START Record extracts

//! Feed page.

use maud::{html, Markup};
use urlencoding::encode;

use crate::components::{Alert, BaseLayout, EmptyState, ErrorState, MediaGrid, SearchForm};
use crate::error::ShareError;
use crate::feed::{FeedView, SortKey};
use crate::session::Session;

/// Parameters for the feed page.
#[derive(Debug)]
pub struct HomePageParams<'a> {
    pub view: FeedView<'a>,
    pub session: Option<&'a Session>,
    /// Flash message from a redirect (e.g. after an upload).
    pub notice: Option<&'a str>,
}

/// Render the feed page.
#[must_use]
pub fn render_home_page(params: &HomePageParams<'_>) -> Markup {
    let view = &params.view;

    let content = html! {
        h1 { "Feed" }
        @if let Some(notice) = params.notice {
            (Alert::success(notice))
        }
        (SearchForm::new(view.query, view.sort))
        @if let Some(reason) = view.empty_reason() {
            (EmptyState::new(reason, view.query))
        } @else {
            @if !view.query.trim().is_empty() {
                p class="result-count" {
                    (view.items.len()) " of " (view.total) " items match"
                }
            }
            (MediaGrid::new(&view.items))
        }
    };

    BaseLayout::new("Feed", params.session).render(content)
}

/// Render the full-view error state in place of the feed.
///
/// The reload link keeps the current sort and search.
#[must_use]
pub fn render_home_error(
    err: &ShareError,
    sort: SortKey,
    query: &str,
    session: Option<&Session>,
) -> Markup {
    let retry = format!("/?sort={}&q={}", sort.as_str(), encode(query));
    render_error_page(err, &retry, session)
}

/// Full-view error state for any page.
#[must_use]
pub fn render_error_page(err: &ShareError, retry_href: &str, session: Option<&Session>) -> Markup {
    let content = html! {
        (ErrorState::from_error(err, retry_href))
    };
    BaseLayout::new("Error", session).render(content)
}
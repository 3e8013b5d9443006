use anyhow::{bail, Context, Result};
use async_trait::async_trait;
use s3::creds::Credentials;
use s3::region::Region;
use s3::Bucket;
use tracing::debug;

use super::ObjectStore;
use crate::config::Config;

/// S3 client wrapper.
#[derive(Clone)]
pub struct S3Client {
    bucket: Box<Bucket>,
    endpoint: Option<String>,
    public_base_url: Option<String>,
}

impl S3Client {
    /// Create a new S3 client from configuration.
    ///
    /// Credentials come from `AWS_ACCESS_KEY_ID` and `AWS_SECRET_ACCESS_KEY`.
    ///
    /// # Errors
    ///
    /// Returns an error if credentials are missing or client initialization fails.
    pub fn new(config: &Config) -> Result<Self> {
        let access_key = std::env::var("AWS_ACCESS_KEY_ID").context("AWS_ACCESS_KEY_ID not set")?;
        let secret_key =
            std::env::var("AWS_SECRET_ACCESS_KEY").context("AWS_SECRET_ACCESS_KEY not set")?;

        Self::with_credentials(config, &access_key, &secret_key)
    }

    /// Create a client with explicit credentials.
    ///
    /// # Errors
    ///
    /// Returns an error if client initialization fails.
    pub fn with_credentials(config: &Config, access_key: &str, secret_key: &str) -> Result<Self> {
        let credentials = Credentials::new(Some(access_key), Some(secret_key), None, None, None)
            .context("Failed to create S3 credentials")?;

        let region = if let Some(ref endpoint) = config.s3_endpoint {
            Region::Custom {
                region: config.s3_region.clone(),
                endpoint: endpoint.clone(),
            }
        } else {
            config.s3_region.parse().unwrap_or(Region::UsEast1)
        };

        let bucket = Bucket::new(&config.s3_bucket, region, credentials)
            .context("Failed to create S3 bucket")?;

        // Use path-style for custom endpoints (MinIO, R2, etc.)
        let bucket = if config.s3_endpoint.is_some() {
            bucket.with_path_style()
        } else {
            bucket
        };

        Ok(Self {
            bucket,
            endpoint: config.s3_endpoint.clone(),
            public_base_url: config.public_base_url.clone(),
        })
    }

    /// Check if the bucket is publicly readable (AWS S3, R2) or private (MinIO).
    #[must_use]
    pub fn is_public(&self) -> bool {
        match &self.endpoint {
            None => true,
            Some(endpoint) => !endpoint.to_lowercase().contains("minio"),
        }
    }

    /// Get the bucket name
    #[must_use]
    pub fn bucket_name(&self) -> String {
        self.bucket.name().to_string()
    }
}

#[async_trait]
impl ObjectStore for S3Client {
    async fn put(&self, key: &str, data: &[u8], content_type: &str) -> Result<()> {
        debug!(key = %key, content_type = %content_type, size = data.len(), "Uploading bytes to S3");

        let response = self
            .bucket
            .put_object_with_content_type(key, data, content_type)
            .await
            .context("Failed to upload file to S3")?;

        let status = response.status_code();
        if !(200..300).contains(&status) {
            bail!("S3 rejected upload of {key} with status {status}");
        }

        Ok(())
    }

    async fn get(&self, key: &str) -> Result<Option<(Vec<u8>, String)>> {
        debug!(key = %key, "Getting S3 object");

        match self.bucket.get_object(key).await {
            Ok(response) if response.status_code() == 404 => Ok(None),
            Ok(response) if !(200..300).contains(&response.status_code()) => {
                bail!(
                    "S3 get object {key} failed with status {}",
                    response.status_code()
                )
            }
            Ok(response) => {
                let content_type = response
                    .headers()
                    .get("content-type")
                    .map_or("application/octet-stream", |v| v.as_str())
                    .to_string();
                Ok(Some((response.to_vec(), content_type)))
            }
            Err(s3::error::S3Error::HttpFailWithBody(404, _)) => Ok(None),
            Err(e) => Err(anyhow::anyhow!("S3 get object failed: {e}")),
        }
    }

    fn public_url(&self, key: &str) -> String {
        if let Some(base) = &self.public_base_url {
            return format!("{base}/{key}");
        }
        match &self.endpoint {
            None => format!("https://{}.s3.amazonaws.com/{}", self.bucket.name(), key),
            Some(_) if !self.is_public() => format!("/files/{key}"),
            Some(endpoint) => format!(
                "{}/{}/{}",
                endpoint.trim_end_matches('/'),
                self.bucket.name(),
                key
            ),
        }
    }
}

impl std::fmt::Debug for S3Client {
    fn fmt(&self, f: &mut std::fmt::Formatter<'_>) -> std::fmt::Result {
        f.debug_struct("S3Client")
            .field("bucket", &self.bucket.name())
            .finish()
    }
}
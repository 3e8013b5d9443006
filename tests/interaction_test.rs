//! Integration tests for likes and comments.

use std::time::Duration;

use media_share::db::{Database, MediaItem, NewMedia};
use media_share::interaction::{
    add_comment, CommentThread, InFlightRegistry, LikeControl, LikeState, ToggleOutcome,
};
use media_share::likes::LikeKey;
use media_share::repository::{
    FailureMode, LikeDelta, MediaRepository, MemoryRepository, SqliteRepository,
};
use media_share::session::Session;
use media_share::ShareError;
use tempfile::TempDir;

async fn sqlite_repo() -> (SqliteRepository, TempDir) {
    let temp_dir = TempDir::new().expect("Failed to create temp dir");
    let db = Database::new(&temp_dir.path().join("test.sqlite"))
        .await
        .expect("Failed to create database");
    (SqliteRepository::new(db, Duration::from_secs(5), 100), temp_dir)
}

fn seeded_item(id: &str, likes: i64) -> MediaItem {
    MediaItem {
        id: id.to_string(),
        title: "Sunset".to_string(),
        description: None,
        image_url: "https://cdn.example.com/media/u1/a.png".to_string(),
        file_path: "u1/a.png".to_string(),
        author_id: "u1".to_string(),
        author_name: "alice_w".to_string(),
        created_at: "2024-01-01T00:00:00.000000Z".to_string(),
        likes,
        views: None,
    }
}

fn bob() -> Session {
    Session::new("u2", "bob_b").with_email("bob@example.com")
}

#[tokio::test]
async fn test_toggle_twice_restores_state_against_sqlite() {
    let (repo, _temp_dir) = sqlite_repo().await;
    let item = repo
        .create_media(&NewMedia {
            title: "Sunset".to_string(),
            description: None,
            image_url: "https://cdn.example.com/media/u1/a.png".to_string(),
            file_path: "u1/a.png".to_string(),
            author_id: "u1".to_string(),
        })
        .await
        .unwrap();

    let session = bob();
    let mut control = LikeControl::resolve(&repo, &session, &item.id, item.likes).await;
    assert_eq!(control.state(), LikeState::NotLiked);

    let first = control.toggle(&repo).await;
    assert!(first.is_confirmed());
    assert_eq!(first.state(), LikeState::Liked);
    assert_eq!(first.count(), 1);

    // A fresh control sees the stored like.
    let reloaded = LikeControl::resolve(&repo, &session, &item.id, 1).await;
    assert_eq!(reloaded.state(), LikeState::Liked);

    let second = control.toggle(&repo).await;
    assert!(second.is_confirmed());
    assert_eq!(control.state(), LikeState::NotLiked);
    assert_eq!(control.count(), 0);

    let stored = repo.get_media(&item.id).await.unwrap().unwrap();
    assert_eq!(stored.likes, 0);
    assert!(!repo.has_like(control.key()).await.unwrap());
}

#[tokio::test]
async fn test_toggle_reconciles_to_stored_count() {
    let repo = MemoryRepository::new();
    repo.seed(seeded_item("m1", 7));

    // The page showed a stale count of 3.
    let mut control = LikeControl::resolve(&repo, &bob(), "m1", 3).await;
    let outcome = control.toggle(&repo).await;

    assert!(matches!(
        outcome,
        ToggleOutcome::Confirmed {
            state: LikeState::Liked,
            count: 8
        }
    ));
    assert_eq!(control.count(), 8);
}

#[tokio::test]
async fn test_failed_count_update_reverts_and_undoes_record() {
    let repo = MemoryRepository::new();
    repo.seed(seeded_item("m1", 2));
    repo.set_failure_mode(FailureMode::RejectLikeCount);

    let mut control = LikeControl::resolve(&repo, &bob(), "m1", 2).await;
    let outcome = control.toggle(&repo).await;

    match outcome {
        ToggleOutcome::RevertedWithReason {
            state,
            count,
            reason,
        } => {
            assert_eq!(state, LikeState::NotLiked);
            assert_eq!(count, 2);
            assert!(matches!(reason, ShareError::Write(_)));
        }
        ToggleOutcome::Confirmed { .. } => panic!("toggle should have been reverted"),
    }
    assert_eq!(control.state(), LikeState::NotLiked);
    assert_eq!(control.count(), 2);
    assert!(repo.likes().is_empty());
    assert_eq!(repo.like_records("m1"), 0);
    assert_eq!(repo.stored_likes("m1"), Some(2));
}

#[tokio::test]
async fn test_unreachable_backend_reverts_with_connectivity() {
    let repo = MemoryRepository::new();
    repo.seed(seeded_item("m1", 0));
    let mut control = LikeControl::new(LikeKey::new("m1", "u2"), LikeState::NotLiked, 0);

    repo.set_failure_mode(FailureMode::Unreachable);
    let outcome = control.toggle(&repo).await;

    assert!(!outcome.is_confirmed());
    assert_eq!(outcome.state(), LikeState::NotLiked);
    assert_eq!(outcome.count(), 0);
}

#[tokio::test]
async fn test_resolve_fails_open() {
    let repo = MemoryRepository::new();
    repo.seed(seeded_item("m1", 4));
    repo.set_failure_mode(FailureMode::Unreachable);

    let control = LikeControl::resolve(&repo, &bob(), "m1", 4).await;
    assert_eq!(control.state(), LikeState::NotLiked);
    assert_eq!(control.count(), 4);
}

#[tokio::test]
async fn test_second_toggle_rejected_while_in_flight() {
    let registry = InFlightRegistry::new();
    let key = LikeKey::new("m1", "u2");

    let guard = registry.try_acquire(&key).expect("first toggle should start");
    assert!(registry.is_pending(&key));
    assert!(registry.try_acquire(&key).is_none());

    // Another user is not blocked.
    assert!(registry.try_acquire(&LikeKey::new("m1", "u3")).is_some());

    drop(guard);
    assert!(!registry.is_pending(&key));
    assert!(registry.try_acquire(&key).is_some());
}

#[tokio::test]
async fn test_comment_thread_against_sqlite() {
    let (repo, _temp_dir) = sqlite_repo().await;
    let item = repo
        .create_media(&NewMedia {
            title: "Sunset".to_string(),
            description: None,
            image_url: "https://cdn.example.com/media/u1/a.png".to_string(),
            file_path: "u1/a.png".to_string(),
            author_id: "u1".to_string(),
        })
        .await
        .unwrap();

    let session = bob();
    add_comment(&repo, &item.id, "older", &session).await.unwrap();

    let mut thread = CommentThread::load(&repo, &item.id).await.unwrap();
    assert_eq!(thread.len(), 1);

    let blank = thread.add(&repo, &session, "   ").await;
    assert!(matches!(blank, Err(ShareError::Validation(_))));
    assert_eq!(thread.len(), 1);

    let added = thread.add(&repo, &session, "  nice!  ").await.unwrap();
    assert_eq!(added.content, "nice!");
    assert_eq!(added.author_name, "bob");
    assert_eq!(thread.comments()[0].content, "nice!");
    assert_eq!(thread.comments()[1].content, "older");

    let reloaded = CommentThread::load(&repo, &item.id).await.unwrap();
    assert_eq!(reloaded.comments()[0].content, "nice!");
}

#[tokio::test]
async fn test_blank_comment_issues_no_write() {
    let repo = MemoryRepository::new();
    repo.seed(seeded_item("m1", 0));

    let result = add_comment(&repo, "m1", "\n\t ", &bob()).await;
    assert!(matches!(result, Err(ShareError::Validation(_))));
    assert_eq!(repo.write_count(), 0);
}

#[tokio::test]
async fn test_stale_control_does_not_double_count() {
    let repo = MemoryRepository::new();
    repo.seed(seeded_item("m1", 0));
    let session = bob();

    // Both controls were built while the item was not liked.
    let mut other_device = LikeControl::resolve(&repo, &session, "m1", 0).await;
    let mut stale = LikeControl::resolve(&repo, &session, "m1", 0).await;

    assert!(other_device.toggle(&repo).await.is_confirmed());
    assert_eq!(repo.stored_likes("m1"), Some(1));

    let outcome = stale.toggle(&repo).await;
    assert!(matches!(
        outcome,
        ToggleOutcome::Confirmed {
            state: LikeState::Liked,
            count: 1
        }
    ));
    assert_eq!(repo.like_records("m1"), 1);
    assert_eq!(repo.stored_likes("m1"), Some(1));
}

#[tokio::test]
async fn test_stale_control_keeps_existing_like_when_count_update_fails() {
    let repo = MemoryRepository::new();
    repo.seed(seeded_item("m1", 1));
    let key = LikeKey::new("m1", "u2");
    assert!(repo.insert_like(&key).await.unwrap());

    repo.set_failure_mode(FailureMode::RejectLikeCount);
    let mut stale = LikeControl::new(key.clone(), LikeState::NotLiked, 0);
    let outcome = stale.toggle(&repo).await;

    assert!(outcome.is_confirmed());
    assert_eq!(outcome.state(), LikeState::Liked);
    assert_eq!(outcome.count(), 1);
    assert!(repo.has_like(&key).await.unwrap());
    assert_eq!(repo.like_records("m1"), 1);
    assert_eq!(repo.stored_likes("m1"), Some(1));
}

#[tokio::test]
async fn test_stale_unlike_of_missing_record_leaves_count() {
    let (repo, _temp_dir) = sqlite_repo().await;
    let item = repo
        .create_media(&NewMedia {
            title: "Sunset".to_string(),
            description: None,
            image_url: "https://cdn.example.com/media/u1/a.png".to_string(),
            file_path: "u1/a.png".to_string(),
            author_id: "u1".to_string(),
        })
        .await
        .unwrap();

    let key = LikeKey::new(item.id.as_str(), "u3");
    assert!(repo.insert_like(&key).await.unwrap());
    repo.update_like_count(&item.id, LikeDelta::Increment).await.unwrap();

    // u2 never liked, but its control believes it did.
    let mut stale = LikeControl::new(LikeKey::new(item.id.as_str(), "u2"), LikeState::Liked, 1);
    let outcome = stale.toggle(&repo).await;

    assert!(outcome.is_confirmed());
    assert_eq!(outcome.state(), LikeState::NotLiked);
    assert_eq!(outcome.count(), 1);
    assert_eq!(repo.get_media(&item.id).await.unwrap().unwrap().likes, 1);
}
//! Multipart upload handling shared by the HTML form and the JSON API.

use axum::extract::multipart::{Multipart, MultipartError};
use axum::http::StatusCode;
use tracing::{info, warn};

use super::error::ApiError;
use super::AppState;
use crate::db::{MediaItem, NewMedia};
use crate::error::{ShareError, ShareResult};
use crate::session::Session;
use crate::storage::{format_size, UploadFile};

/// Fields of an upload form.
#[derive(Debug, Default)]
pub struct UploadRequest {
    pub title: String,
    pub description: String,
    pub file: Option<UploadFile>,
}

/// Read `title`, `description` and `file` parts. Unknown parts are skipped.
///
/// # Errors
///
/// A body over the size limit becomes a validation error; other multipart
/// failures are bad requests.
pub async fn read_upload(mut multipart: Multipart, max_bytes: u64) -> Result<UploadRequest, ApiError> {
    let mut request = UploadRequest::default();
    let to_api_error = |e: MultipartError| multipart_error(&e, max_bytes);

    while let Some(field) = multipart.next_field().await.map_err(to_api_error)? {
        let name = field.name().unwrap_or_default().to_string();
        match name.as_str() {
            "title" => request.title = field.text().await.map_err(to_api_error)?,
            "description" => request.description = field.text().await.map_err(to_api_error)?,
            "file" => {
                let file_name = field.file_name().unwrap_or_default().to_string();
                let content_type = field
                    .content_type()
                    .map(str::to_string)
                    .or_else(|| mime_guess::from_path(&file_name).first_raw().map(str::to_string))
                    .unwrap_or_else(|| "application/octet-stream".to_string());
                let bytes = field.bytes().await.map_err(to_api_error)?;

                // Browsers send an empty, nameless part when no file was chosen.
                if !(file_name.is_empty() && bytes.is_empty()) {
                    request.file = Some(UploadFile {
                        file_name,
                        content_type,
                        bytes: bytes.to_vec(),
                    });
                }
            }
            _ => {}
        }
    }

    Ok(request)
}

fn multipart_error(err: &MultipartError, max_bytes: u64) -> ApiError {
    if err.status() == StatusCode::PAYLOAD_TOO_LARGE {
        ApiError::Share(ShareError::Validation(format!(
            "File size cannot exceed {}",
            format_size(max_bytes)
        )))
    } else {
        ApiError::BadRequest(err.body_text())
    }
}

/// Store the file, then create the media row pointing at it.
///
/// The title is checked before the file is sent so a form with no title
/// doesn't leave an orphaned object behind.
///
/// # Errors
///
/// Validation errors for a missing title or file or a rejected file, and
/// storage or repository failures.
pub async fn publish(state: &AppState, session: &Session, request: UploadRequest) -> ShareResult<MediaItem> {
    if request.title.trim().is_empty() {
        return Err(ShareError::validation("Title is required"));
    }
    let Some(file) = request.file else {
        return Err(ShareError::validation("Please choose an image file"));
    };

    let stored = state.storage.upload(&file, &session.user_id).await?;

    let new_media = NewMedia {
        title: request.title,
        description: Some(request.description),
        image_url: stored.public_url,
        file_path: stored.path,
        author_id: session.user_id.clone(),
    };

    match state.repo.create_media(&new_media).await {
        Ok(item) => {
            info!(media_id = %item.id, user_id = %session.user_id, "Published media");
            Ok(item)
        }
        Err(e) => {
            warn!(path = %new_media.file_path, "Stored file has no media row: {e}");
            Err(e)
        }
    }
}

END Record extracts

Exercise: Give back exactly the lines above, from the line containing "pub fn is_public(&self)" through the line containing "self.bucket.name().to_string()", with both end lines and nothing more.

Answer for this exercise:
    pub fn is_public(&self) -> bool {
        match &self.endpoint {
            None => true,
            Some(endpoint) => !endpoint.to_lowercase().contains("minio"),
        }
    }

    /// Get the bucket name
    #[must_use]
    pub fn bucket_name(&self) -> String {
        self.bucket.name().to_string()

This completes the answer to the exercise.